Instructions for the task
After finding the line that contains "params.insert(key.to_string(), value);", give again that line and each one following it, exactly, until the records end.

(Records supplied)

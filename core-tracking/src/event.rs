//! In-app event model measured by the attribution engine.

use base64::engine::general_purpose::STANDARD as BASE64;
use base64::Engine;
use chrono::{DateTime, Utc};
use serde::{Deserialize, Serialize};
use serde_json::{json, Value};
use std::collections::BTreeMap;
use tracing::debug;

use crate::error::{Result, TrackingError};
use crate::event_item::EventItem;
use crate::keys;

/// How an event is identified on the dashboard.
#[derive(Debug, Clone, PartialEq, Eq, Serialize, Deserialize)]
#[serde(rename_all = "snake_case")]
pub enum EventIdentifier {
    Name(String),
    Id(i64),
}

/// An event to be measured, with optional details.
///
/// Build with [`TrackingEvent::with_name`] or [`TrackingEvent::with_id`] and
/// the chained setters, then serialize with [`to_params`](Self::to_params)
/// and [`to_body`](Self::to_body).
///
/// ```
/// use core_tracking::{keys, EventItem, TrackingEvent};
///
/// let event = TrackingEvent::with_name(keys::EVENT_PURCHASE)?
///     .revenue(4.99, "USD")
///     .item(EventItem::new("coins", 4.99, 1));
///
/// let params = event.to_params()?;
/// assert_eq!(params[keys::SITE_EVENT_NAME], "purchase");
/// # Ok::<(), core_tracking::TrackingError>(())
/// ```
#[derive(Debug, Clone, PartialEq, Serialize, Deserialize)]
pub struct TrackingEvent {
    pub identifier: EventIdentifier,
    pub items: Vec<EventItem>,
    pub revenue: Option<f64>,
    pub currency_code: Option<String>,
    pub ref_id: Option<String>,
    /// Store receipt bytes for in-app purchases
    pub receipt: Option<Vec<u8>>,
    pub content_type: Option<String>,
    pub content_id: Option<String>,
    pub search_string: Option<String>,
    /// Store transaction state of an in-app purchase
    pub transaction_state: Option<i64>,
    pub rating: Option<f64>,
    pub level: Option<i64>,
    pub quantity: Option<u64>,
    pub date1: Option<DateTime<Utc>>,
    pub date2: Option<DateTime<Utc>>,
    pub attributes: [Option<String>; 5],
}

impl TrackingEvent {
    fn from_identifier(identifier: EventIdentifier) -> Self {
        Self {
            identifier,
            items: Vec::new(),
            revenue: None,
            currency_code: None,
            ref_id: None,
            receipt: None,
            content_type: None,
            content_id: None,
            search_string: None,
            transaction_state: None,
            rating: None,
            level: None,
            quantity: None,
            date1: None,
            date2: None,
            attributes: Default::default(),
        }
    }

    /// Creates an event identified by name.
    pub fn with_name(name: impl Into<String>) -> Result<Self> {
        let name = name.into();
        if name.trim().is_empty() {
            return Err(TrackingError::EmptyEventName);
        }
        Ok(Self::from_identifier(EventIdentifier::Name(name)))
    }

    /// Creates an event identified by its dashboard id.
    pub fn with_id(id: i64) -> Result<Self> {
        if id <= 0 {
            return Err(TrackingError::InvalidEventId(id));
        }
        Ok(Self::from_identifier(EventIdentifier::Id(id)))
    }

    pub fn revenue(mut self, amount: f64, currency_code: impl Into<String>) -> Self {
        self.revenue = Some(amount);
        self.currency_code = Some(currency_code.into());
        self
    }

    pub fn ref_id(mut self, ref_id: impl Into<String>) -> Self {
        self.ref_id = Some(ref_id.into());
        self
    }

    pub fn item(mut self, item: EventItem) -> Self {
        self.items.push(item);
        self
    }

    pub fn items(mut self, items: impl IntoIterator<Item = EventItem>) -> Self {
        self.items.extend(items);
        self
    }

    pub fn receipt(mut self, receipt: impl Into<Vec<u8>>) -> Self {
        self.receipt = Some(receipt.into());
        self
    }

    pub fn content(mut self, content_type: impl Into<String>, content_id: impl Into<String>) -> Self {
        self.content_type = Some(content_type.into());
        self.content_id = Some(content_id.into());
        self
    }

    pub fn search_string(mut self, search: impl Into<String>) -> Self {
        self.search_string = Some(search.into());
        self
    }

    pub fn transaction_state(mut self, state: i64) -> Self {
        self.transaction_state = Some(state);
        self
    }

    pub fn rating(mut self, rating: f64) -> Self {
        self.rating = Some(rating);
        self
    }

    pub fn level(mut self, level: i64) -> Self {
        self.level = Some(level);
        self
    }

    pub fn quantity(mut self, quantity: u64) -> Self {
        self.quantity = Some(quantity);
        self
    }

    pub fn dates(mut self, date1: DateTime<Utc>, date2: Option<DateTime<Utc>>) -> Self {
        self.date1 = Some(date1);
        self.date2 = date2;
        self
    }

    /// Sets custom attribute `index` (1 through 5).
    pub fn attribute(mut self, index: usize, value: impl Into<String>) -> Result<Self> {
        if !(1..=5).contains(&index) {
            return Err(TrackingError::InvalidAttributeIndex(index));
        }
        self.attributes[index - 1] = Some(value.into());
        Ok(self)
    }

    /// Human-readable label, the name or `#id`.
    pub fn label(&self) -> String {
        match &self.identifier {
            EventIdentifier::Name(name) => name.clone(),
            EventIdentifier::Id(id) => format!("#{}", id),
        }
    }

    pub fn validate(&self) -> Result<()> {
        for (field, value) in [(keys::REVENUE, self.revenue), (keys::EVENT_RATING, self.rating)] {
            if let Some(value) = value {
                if !value.is_finite() || value < 0.0 {
                    return Err(TrackingError::InvalidAmount { field, value });
                }
            }
        }

        if let Some(code) = &self.currency_code {
            if code.len() != 3 || !code.chars().all(|c| c.is_ascii_uppercase()) {
                return Err(TrackingError::InvalidCurrencyCode(code.clone()));
            }
        }

        self.items.iter().try_for_each(EventItem::validate)
    }

    /// Serializes the scalar fields into request parameters.
    ///
    /// Dates are Unix seconds. Unset fields are omitted.
    pub fn to_params(&self) -> Result<BTreeMap<String, String>> {
        self.validate()?;

        let mut params = BTreeMap::new();
        let mut put = |key: &str, value: Option<String>| {
            if let Some(value) = value {
                params.insert(key.to_string(), value);
            }
        };

        match &self.identifier {
            EventIdentifier::Name(name) => put(keys::SITE_EVENT_NAME, Some(name.clone())),
            EventIdentifier::Id(id) => put(keys::SITE_EVENT_ID, Some(id.to_string())),
        }

        put(keys::REVENUE, self.revenue.map(|r| r.to_string()));
        put(keys::CURRENCY_CODE, self.currency_code.clone());
        put(keys::REF_ID, self.ref_id.clone());
        put(keys::EVENT_CONTENT_TYPE, self.content_type.clone());
        put(keys::EVENT_CONTENT_ID, self.content_id.clone());
        put(keys::EVENT_SEARCH_STRING, self.search_string.clone());
        put(
            keys::IOS_PURCHASE_STATUS,
            self.transaction_state.map(|s| s.to_string()),
        );
        put(keys::EVENT_RATING, self.rating.map(|r| r.to_string()));
        put(keys::EVENT_LEVEL, self.level.map(|l| l.to_string()));
        put(keys::EVENT_QUANTITY, self.quantity.map(|q| q.to_string()));
        put(keys::EVENT_DATE1, self.date1.map(|d| d.timestamp().to_string()));
        put(keys::EVENT_DATE2, self.date2.map(|d| d.timestamp().to_string()));

        for (key, value) in keys::EVENT_ATTRIBUTE_SUBS.iter().zip(&self.attributes) {
            put(*key, value.clone());
        }

        debug!(event = %self.label(), params = params.len(), "Serialized tracking event");
        Ok(params)
    }

    /// POST body carrying the event items and the store receipt.
    ///
    /// Returns `None` when there is neither.
    pub fn to_body(&self) -> Result<Option<Value>> {
        if self.items.is_empty() && self.receipt.is_none() {
            return Ok(None);
        }

        let mut body = json!({});
        if !self.items.is_empty() {
            body[keys::DATA] = serde_json::to_value(&self.items)?;
        }
        if let Some(receipt) = &self.receipt {
            body[keys::STORE_RECEIPT] = Value::String(BASE64.encode(receipt));
        }
        Ok(Some(body))
    }
}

(End Records supplied)

Completed task
                params.insert(key.to_string(), value);
            }
        };

        match &self.identifier {
            EventIdentifier::Name(name) => put(keys::SITE_EVENT_NAME, Some(name.clone())),
            EventIdentifier::Id(id) => put(keys::SITE_EVENT_ID, Some(id.to_string())),
        }

        put(keys::REVENUE, self.revenue.map(|r| r.to_string()));
        put(keys::CURRENCY_CODE, self.currency_code.clone());
        put(keys::REF_ID, self.ref_id.clone());
        put(keys::EVENT_CONTENT_TYPE, self.content_type.clone());
        put(keys::EVENT_CONTENT_ID, self.content_id.clone());
        put(keys::EVENT_SEARCH_STRING, self.search_string.clone());
        put(
            keys::IOS_PURCHASE_STATUS,
            self.transaction_state.map(|s| s.to_string()),
        );
        put(keys::EVENT_RATING, self.rating.map(|r| r.to_string()));
        put(keys::EVENT_LEVEL, self.level.map(|l| l.to_string()));
        put(keys::EVENT_QUANTITY, self.quantity.map(|q| q.to_string()));
        put(keys::EVENT_DATE1, self.date1.map(|d| d.timestamp().to_string()));
        put(keys::EVENT_DATE2, self.date2.map(|d| d.timestamp().to_string()));

        for (key, value) in keys::EVENT_ATTRIBUTE_SUBS.iter().zip(&self.attributes) {
            put(*key, value.clone());
        }

        debug!(event = %self.label(), params = params.len(), "Serialized tracking event");
        Ok(params)
    }

    /// POST body carrying the event items and the store receipt.
    ///
    /// Returns `None` when there is neither.
    pub fn to_body(&self) -> Result<Option<Value>> {
        if self.items.is_empty() && self.receipt.is_none() {
            return Ok(None);
        }

        let mut body = json!({});
        if !self.items.is_empty() {
            body[keys::DATA] = serde_json::to_value(&self.items)?;
        }
        if let Some(receipt) = &self.receipt {
            body[keys::STORE_RECEIPT] = Value::String(BASE64.encode(receipt));
        }
        Ok(Some(body))
    }
}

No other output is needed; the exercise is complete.